A brief history of holes in high fashion
Art / Fashion

While much credit is given to Japanese deconstructivists of the early 1980s for introducing holes and slashing into high fashion, the trend actually predates the Kawakubo’s and Yamamoto’s of the world by several centuries. Numerous examples of slashes on ornate clothing exist dating back to the fifteenth and sixteenth centuries, throughout the German Renaissance and within the English royal House of Tudor.


Posted December 15th, 2017 By Colby Mugrabi

This self-crafted aesthetic was initially inspired by battle and originated in the late 1400s. By the early sixteenth century deliberately slashed sleeves became a trend amongst Western European aristocratic men as a means of revealing layer upon layer of ornate fabric previously hidden below billowing outerwear. Soon after, women adopted this deconstructed trend, allowing for entire families to display multiple signs of wealth simultaneously.

Fast forward to the late 1970s when contemporary manifestations of this self-crafted apparel movement began to appear in clothing on the streets as a means of rebellion, and then quickly infiltrated high fashion in the collections of early, avant-garde Japanese fashion designers. Rei Kawakubo introduced her first perforated sweater for fall/winter 1982 – said to be her manifestation of ‘lace’ – while for spring/summer 1983, Yohji Yamamoto showed a collection of oversized, monochromatic pieces spattered with flower-shaped holes and elaborately finished edges, an archetypal example of the Japanese designer’s obsession with unconscious beauty.

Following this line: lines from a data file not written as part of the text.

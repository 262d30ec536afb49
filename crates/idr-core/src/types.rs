use rust_decimal::Decimal;
use serde::{Deserialize, Serialize};

use crate::error::ProjectorError;
use crate::ProjectorResult;

/// All monetary values. Wraps Decimal to prevent accidental f64 usage.
pub type Money = Decimal;

/// Rates expressed as decimals (0.065 = 6.5%). Never as percentages.
pub type Rate = Decimal;

/// Tax filing status, as reported on the borrower's federal return.
#[derive(Debug, Clone, Copy, PartialEq, Eq, Serialize, Deserialize)]
#[serde(rename_all = "snake_case")]
pub enum FilingStatus {
    Single,
    Married,
    HeadOfHousehold,
}

/// Federal loan program the balance sits in.
#[derive(Debug, Clone, Copy, PartialEq, Eq, Serialize, Deserialize)]
#[serde(rename_all = "snake_case")]
pub enum LoanType {
    Direct,
    ParentPlus,
    FfelConsolidation,
}

/// A borrower's loan position. Recreated per calculation; never mutated.
#[derive(Debug, Clone, Serialize, Deserialize)]
pub struct LoanProfile {
    pub balance: Money,
    /// Annual interest rate as a decimal (0.065 = 6.5%).
    pub interest_rate: Rate,
    pub loan_type: LoanType,
    /// Completed years of repayment, used to fast-forward the forgiveness clock.
    pub years_in_repayment: u32,
}

/// A borrower's income and household position.
#[derive(Debug, Clone, Serialize, Deserialize)]
pub struct BorrowerProfile {
    pub annual_income: Money,
    /// Expected annual income growth as a decimal (0.03 = 3%/year).
    pub income_growth_rate: Rate,
    pub filing_status: FilingStatus,
    /// Household size, minimum 1 (the borrower). Smaller values are clamped.
    pub family_size: u32,
    /// Two-letter state code for the forgiveness tax estimate.
    pub state: String,
}

/// A field extracted from a loosely-typed upstream payload.
///
/// Upstream profile data arrives as JSON where a number may be a number, a
/// numeric string, or missing entirely. Extraction resolves each field to one
/// of these three states so typed inputs never silently receive junk.
#[derive(Debug, Clone, PartialEq, Eq)]
pub enum ParsedField<T> {
    Present(T),
    Absent,
    Invalid(String),
}

impl<T> ParsedField<T> {
    /// The value, or an `InvalidInput` error naming the field.
    pub fn require(self, field: &str) -> ProjectorResult<T> {
        match self {
            ParsedField::Present(v) => Ok(v),
            ParsedField::Absent => Err(ProjectorError::InvalidInput {
                field: field.into(),
                reason: "required field is missing".into(),
            }),
            ParsedField::Invalid(reason) => Err(ProjectorError::InvalidInput {
                field: field.into(),
                reason,
            }),
        }
    }

    /// The value, `None` when absent, or an error when present but unparseable.
    pub fn optional(self, field: &str) -> ProjectorResult<Option<T>> {
        match self {
            ParsedField::Present(v) => Ok(Some(v)),
            ParsedField::Absent => Ok(None),
            ParsedField::Invalid(reason) => Err(ProjectorError::InvalidInput {
                field: field.into(),
                reason,
            }),
        }
    }

    /// The value, or a fallback when absent or invalid.
    pub fn unwrap_or(self, fallback: T) -> T {
        match self {
            ParsedField::Present(v) => v,
            _ => fallback,
        }
    }
}

impl ParsedField<Decimal> {
    /// Extract a decimal from a JSON value that may be a number, a numeric
    /// string, or null/missing.
    pub fn from_json(value: Option<&serde_json::Value>) -> Self {
        match value {
            None | Some(serde_json::Value::Null) => ParsedField::Absent,
            Some(serde_json::Value::Number(n)) => match n.to_string().parse::<Decimal>() {
                Ok(d) => ParsedField::Present(d),
                Err(e) => ParsedField::Invalid(e.to_string()),
            },
            Some(serde_json::Value::String(s)) => match s.trim().parse::<Decimal>() {
                Ok(d) => ParsedField::Present(d),
                Err(_) => ParsedField::Invalid(format!("'{s}' is not a number")),
            },
            Some(other) => ParsedField::Invalid(format!("expected a number, got {other}")),
        }
    }
}

/// Standard computation output envelope
#[derive(Debug, Clone, Serialize, Deserialize)]
pub struct ComputationOutput<T: Serialize> {
    pub result: T,
    pub methodology: String,
    pub assumptions: serde_json::Value,
    pub warnings: Vec<String>,
    pub metadata: ComputationMetadata,
}

/// Metadata for every computation
#[derive(Debug, Clone, Serialize, Deserialize)]
pub struct ComputationMetadata {
    pub version: String,
    pub computation_time_us: u64,
    pub precision: String,
}

/// Helper to wrap computation results with metadata
pub fn with_metadata<T: Serialize>(
    methodology: &str,
    assumptions: &impl Serialize,
    warnings: Vec<String>,
    elapsed_us: u64,
    result: T,
) -> ComputationOutput<T> {
    ComputationOutput {
        result,
        methodology: methodology.to_string(),
        assumptions: serde_json::to_value(assumptions).unwrap_or_default(),
        warnings,
        metadata: ComputationMetadata {
            version: env!("CARGO_PKG_VERSION").to_string(),
            computation_time_us: elapsed_us,
            precision: "rust_decimal_128bit".to_string(),
        },
    }
}

#[cfg(test)]
mod tests {
    use super::*;
    use rust_decimal_macros::dec;
    use serde_json::json;

    #[test]
    fn test_parsed_field_from_json_number() {
        let v = json!(60000);
        assert_eq!(
            ParsedField::from_json(Some(&v)),
            ParsedField::Present(dec!(60000))
        );
    }

    #[test]
    fn test_parsed_field_from_json_numeric_string() {
        let v = json!("1234.56");
        assert_eq!(
            ParsedField::from_json(Some(&v)),
            ParsedField::Present(dec!(1234.56))
        );
    }

    #[test]
    fn test_parsed_field_from_json_garbage_string() {
        let v = json!("not a number");
        assert!(matches!(
            ParsedField::from_json(Some(&v)),
            ParsedField::Invalid(_)
        ));
    }

    #[test]
    fn test_parsed_field_absent_and_null() {
        assert_eq!(
            ParsedField::from_json(None),
            ParsedField::<Decimal>::Absent
        );
        let v = json!(null);
        assert_eq!(
            ParsedField::from_json(Some(&v)),
            ParsedField::<Decimal>::Absent
        );
    }

    #[test]
    fn test_parsed_field_require_errors_on_absent() {
        let f: ParsedField<Decimal> = ParsedField::Absent;
        assert!(f.require("annual_income").is_err());
    }

    #[test]
    fn test_parsed_field_optional_passes_absent() {
        let f: ParsedField<Decimal> = ParsedField::Absent;
        assert_eq!(f.optional("annual_income").unwrap(), None);
    }
}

For spring/summer 1991, British fashion's queen of rebellion, Vivienne Westwood, showed a collection titled ‘Cut and Slash’. Each look was directly inspired by the tradition of slashing silk fabrics in Tudor portraits of the fifteenth and sixteenth centuries. Westwood manipulated satin, cotton and denim in her outlandish and daring shredded collection.

One of the foremost examples of extreme slashing in high fashion was a look shown on Carmen Kass in John Galliano’s fall/winter 1998 haute couture show for Christian Dior, titled the ‘Diorient Express’. Kass’s obré slashed sleeves and cut bloomers were not embodiments of a rebellious spirit, but were rather ornate examples of the opulent ideals the trend was founded upon centuries before.